1145 Background: Therapies targeting HER2 are very effective in metastatic breast cancer (MBC) combined with chemotherapeutic agents (CAs). Lapatinib (L) demonstrated activity and improved time to disease progression in pts who had progressed on trastuzumab (T) (Cameronet al 2008). Since April 2007, L in combination with capecitabine (X) was available in Italy within an expanded access program and thereafter as commercial drug. Methods: From April 2007 to March 2009, 58 HER2-positive MBC pts who had developed progression after antracycline-, taxane-, and T-based regimens, were treated with L plus X in our Institution. Results: Fifty-seven pts were evaluable for response. The median number of previous treatment lines, including the adjuvant setting, was 3 (ranging from 1 to 7). The median duration of previous T treatment (given alone or with chemotherapy) was 19 months (range 2.5-57 months). The median time to progression (MTTP) after first line T plus a cytotoxic agent (CA) was 11 months. At progression, 40 pts (69%) had visceral disease and in particular 8 pts (14%) had brain metastasis. The median number of cycles of L-X was 7 (range 2-29+ cycles). MTTP after L-X was 5,3 months.

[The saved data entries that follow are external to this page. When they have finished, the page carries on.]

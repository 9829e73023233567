use chrono::{DateTime, Utc};
use serde::{Deserialize, Serialize};

use crate::types::{ConversationId, MessageId, UserId};

/// A user's membership in a conversation
#[derive(Debug, Clone, PartialEq, Serialize, Deserialize)]
pub struct Participant {
    pub conversation_id: ConversationId,
    pub user_id: UserId,
    pub role: ParticipantRole,
    pub status: ParticipantStatus,
    pub joined_at: DateTime<Utc>,
    /// Read cursor used for unread counts
    #[serde(default)]
    pub last_read_at: Option<DateTime<Utc>>,
    #[serde(default)]
    pub last_read_message_id: Option<MessageId>,
    #[serde(default)]
    pub is_muted: bool,
    #[serde(default)]
    pub is_pinned: bool,
}

/// Participant role enumeration
#[derive(Debug, Clone, Copy, PartialEq, Eq, Serialize, Deserialize)]
#[serde(rename_all = "lowercase")]
pub enum ParticipantRole {
    Owner,
    Admin,
    Member,
}

/// Participant status enumeration
#[derive(Debug, Clone, Copy, PartialEq, Eq, Serialize, Deserialize)]
#[serde(rename_all = "lowercase")]
pub enum ParticipantStatus {
    Active,
    Left,
    Removed,
}

impl Participant {
    /// Create a new active participant
    pub fn new(conversation_id: ConversationId, user_id: UserId, role: ParticipantRole) -> Self {
        Self {
            conversation_id,
            user_id,
            role,
            status: ParticipantStatus::Active,
            joined_at: Utc::now(),
            last_read_at: None,
            last_read_message_id: None,
            is_muted: false,
            is_pinned: false,
        }
    }

    pub fn is_active(&self) -> bool {
        matches!(self.status, ParticipantStatus::Active)
    }

    pub fn is_owner(&self) -> bool {
        matches!(self.role, ParticipantRole::Owner)
    }

    /// Check if the participant can add or remove others
    pub fn can_manage_participants(&self) -> bool {
        self.is_active() && matches!(self.role, ParticipantRole::Owner | ParticipantRole::Admin)
    }

    /// Advance the read cursor; never moves it backwards.
    pub fn advance_read_cursor(&mut self, message_id: MessageId, at: DateTime<Utc>) {
        if self.last_read_at.map_or(true, |current| at >= current) {
            self.last_read_at = Some(at);
            self.last_read_message_id = Some(message_id);
        }
    }
}

impl ParticipantRole {
    /// Get the permission level for this role (higher number = more permissions)
    pub fn permission_level(&self) -> u8 {
        match self {
            ParticipantRole::Owner => 3,
            ParticipantRole::Admin => 2,
            ParticipantRole::Member => 1,
        }
    }

    /// Whether `actor` may move a participant from `from` to `to`.
    ///
    /// Roles only move downward unless an owner or admin acts on someone
    /// else; nobody promotes themselves and only an owner grants ownership.
    pub fn can_change(actor: ParticipantRole, acting_on_self: bool, from: ParticipantRole, to: ParticipantRole) -> bool {
        if from == to {
            return true;
        }

        let promotion = to.permission_level() > from.permission_level();
        if acting_on_self {
            return !promotion;
        }

        match actor {
            ParticipantRole::Owner => true,
            ParticipantRole::Admin => {
                from.permission_level() < actor.permission_level()
                    && to.permission_level() <= actor.permission_level()
            }
            ParticipantRole::Member => false,
        }
    }
}

#[cfg(test)]
mod tests {
    use super::*;
    use uuid::Uuid;
    use ParticipantRole::*;

    #[test]
    fn role_transitions() {
        // self-demotion is fine, self-promotion never is
        assert!(ParticipantRole::can_change(Admin, true, Admin, Member));
        assert!(!ParticipantRole::can_change(Member, true, Member, Admin));

        // admin may promote a member to admin, but not to owner
        assert!(ParticipantRole::can_change(Admin, false, Member, Admin));
        assert!(!ParticipantRole::can_change(Admin, false, Member, Owner));
        assert!(!ParticipantRole::can_change(Admin, false, Owner, Member));

        assert!(ParticipantRole::can_change(Owner, false, Member, Owner));
        assert!(!ParticipantRole::can_change(Member, false, Member, Admin));
    }

    #[test]
    fn read_cursor_is_monotonic() {
        let mut participant = Participant::new(Uuid::new_v4(), Uuid::new_v4(), Member);
        let later = Utc::now();
        let earlier = later - chrono::Duration::seconds(10);
        let (first, second) = (Uuid::new_v4(), Uuid::new_v4());

        participant.advance_read_cursor(first, later);
        participant.advance_read_cursor(second, earlier);

        assert_eq!(participant.last_read_message_id, Some(first));
        assert_eq!(participant.last_read_at, Some(later));
    }

    #[test]
    fn only_active_admins_manage() {
        let mut participant = Participant::new(Uuid::new_v4(), Uuid::new_v4(), Admin);
        assert!(participant.can_manage_participants());
        participant.status = ParticipantStatus::Left;
        assert!(!participant.can_manage_participants());
    }
}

Clinical benefit (CB) (defined as complete remission plus partial remission plus stable disease lasting for at least 6 months) was noted in 33 pts (57%) with 4 pts having long lasting CR in visceral sites. The most frequent nonhematological toxicity was diarrhea and hand-foot syndrome. No G4 toxicity was noted. Conclusions: The combination of L and X is confirmed to be an active regimen even in highly pretreated HER2-positive MBC pts and in pts with visceral and brain metastases. Unfortunately the toxicity of both agents appears to be partly overlapping, even if only few pts experienced severe toxicities. Comparative studies with other CAs appear to be warranted. No significant financial relationships to disclose.